Segundo a acusação, o investimento em publicidade e em campanhas sobre os benefícios da reciclagem continuam até hoje. Em 2020 e 2023 foram pagos quase 20 milhões de dólares ao American Chemistry Council para publicitar os benefícios da "reciclagem avançada", uma reciclagem química que supostamente utiliza calor e outras substâncias corrosivas para converter plásticos em novos materiais. Porém, 92% do lixo enviado para este processo não é convertido em plástico reciclado, mas sim em combustível poluente.  

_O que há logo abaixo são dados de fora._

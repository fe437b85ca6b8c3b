//! Agent-facing message operations: ask, say, prompt, complete, inbox.

use std::collections::BTreeSet;
use std::sync::OnceLock;

use otto_models::{Agent, AgentStatus, Message, MessageFilter, MessageType};
use otto_persistence::Store;
use regex::Regex;
use tracing::{debug, info};

use crate::config::RuntimeConfig;
use crate::error::Result;

fn mention_pattern() -> &'static Regex {
    static PATTERN: OnceLock<Regex> = OnceLock::new();
    PATTERN.get_or_init(|| Regex::new(r"@([A-Za-z0-9][A-Za-z0-9_-]*)").unwrap())
}

/// Extracts `@name` mentions from message text.
///
/// ```
/// use otto_runtime::bus::parse_mentions;
///
/// let mentions = parse_mentions("ping @authbackend and @ui-2, cc @authbackend");
/// assert_eq!(mentions.into_iter().collect::<Vec<_>>(), vec!["authbackend", "ui-2"]);
/// ```
pub fn parse_mentions(text: &str) -> BTreeSet<String> {
    mention_pattern()
        .captures_iter(text)
        .filter_map(|caps| caps.get(1))
        .map(|m| m.as_str().to_string())
        .collect()
}

/// Message bus over the shared store.
pub struct MessageBus {
    store: Store,
    config: RuntimeConfig,
}

impl MessageBus {
    pub fn new(store: Store, config: RuntimeConfig) -> Self {
        Self { store, config }
    }

    pub fn store(&self) -> &Store {
        &self.store
    }

    /// Posts a question and moves the sender to `waiting`.
    ///
    /// The question and the status change commit together, so an agent that
    /// cannot wait (e.g. `complete`) leaves no question behind.
    pub fn ask(&self, from: &str, text: &str, requires_human: bool) -> Result<Message> {
        let sender = self.sender(from)?;
        let message = Message::builder(from, MessageType::Question, text)
            .mentions(parse_mentions(text))
            .requires_human(requires_human)
            .build();

        match sender {
            Some(_) => {
                self.store.agents().update_status_with_message(
                    from,
                    AgentStatus::Waiting,
                    &message,
                )?;
            }
            None => self.store.messages().create_message(&message)?,
        }
        info!(agent_id = from, message_id = %message.id, requires_human, "question posted");
        Ok(message)
    }

    /// Posts a `say` message, broadcast unless `to` is given.
    pub fn say(&self, from: &str, text: &str, to: Option<&str>) -> Result<Message> {
        self.sender(from)?;
        let mut builder =
            Message::builder(from, MessageType::Say, text).mentions(parse_mentions(text));
        if let Some(to) = to {
            builder = builder.to(to);
        }
        let message = builder.build();
        self.store.messages().create_message(&message)?;
        debug!(agent_id = from, message_id = %message.id, "message posted");
        Ok(message)
    }

    /// Posts a prompt for an existing agent's next turn.
    pub fn prompt(&self, from: &str, to: &str, text: &str) -> Result<Message> {
        self.sender(from)?;
        self.store.agents().get_agent(to)?;

        let message = Message::builder(from, MessageType::Prompt, text)
            .to(to)
            .mentions(parse_mentions(text))
            .build();
        self.store.messages().create_message(&message)?;
        debug!(from, to, message_id = %message.id, "prompt posted");
        Ok(message)
    }

    /// Marks an agent `complete` and posts its `exit` message.
    pub fn complete(&self, agent_id: &str, summary: Option<&str>) -> Result<Message> {
        let content = summary
            .map(str::to_string)
            .unwrap_or_else(|| format!("{} finished", agent_id));
        let message = Message::exit(agent_id, content);
        self.store
            .agents()
            .update_status_with_message(agent_id, AgentStatus::Complete, &message)?;
        info!(agent_id, "agent complete");
        Ok(message)
    }

    /// Returns messages `reader` has not read yet and marks them read.
    ///
    /// `filter` narrows the selection further; its reader is replaced.
    pub fn inbox(&self, reader: &str, filter: MessageFilter) -> Result<Vec<Message>> {
        let filter = filter.unread_by(reader);
        let messages = self.store.messages().list_messages(&filter)?;
        for message in &messages {
            self.store.messages().mark_read(&message.id, reader)?;
        }
        Ok(messages)
    }

    /// All agents, oldest first.
    pub fn status(&self) -> Result<Vec<Agent>> {
        Ok(self.store.agents().list_agents()?)
    }

    /// Checks that `from` may post. Returns the agent record unless `from`
    /// is the orchestrator.
    fn sender(&self, from: &str) -> Result<Option<Agent>> {
        if from == self.config.orchestrator_id {
            return Ok(None);
        }
        Ok(Some(self.store.agents().get_agent(from)?))
    }
}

Este financiamento permitiu desenvolver anúncios, amplamente transmitidos no YouTube, onde é pedido ao espetador que imagine um futuro em que "o plástico não seja desperdiçado, mas feito repetidamente". A ExxonMobil defende que a sua técnica de "reciclagem avançada" lhe permite converter 90% dos resíduos plásticos em novos materiais, mas o Ministério Público garante: "Dizer que 100% de um polímero pode ser reutilizado, ou perto disso, é tecnicamente impossível e a ExxonMobil sabe disso. Na sua fábrica em Baytown [Texas], o único complexo de reciclagem avançada ativo, apenas 8% do lixo plástico é convertido em novos polímeros".  

Até ao momento a empresa ainda não reagiu publicamente ao processo. O documento apresentado por Bonta contém 147 páginas e é o resultado de dois anos de investigação sobre a indústria petroquímica. 

Nos últimos anos também algumas organizações ambientais, como a Sierra Club, Surdrifer Foundation, Heal the Bay e Baykeeper, também apresentaram queixas contra a ExxonMobil. 

A Califórnia, estado com mais população dos Estados Unidos, está a tentar implementar várias medidas para a transição ecológica, entre elas a proibição de sacos de plástico descartáveis. O governador Gavin Newson emitiu uma diretiva esta semana que proíbe os sacos de plástico de utilização única de serem utilizados nos supermercados e nas lojas.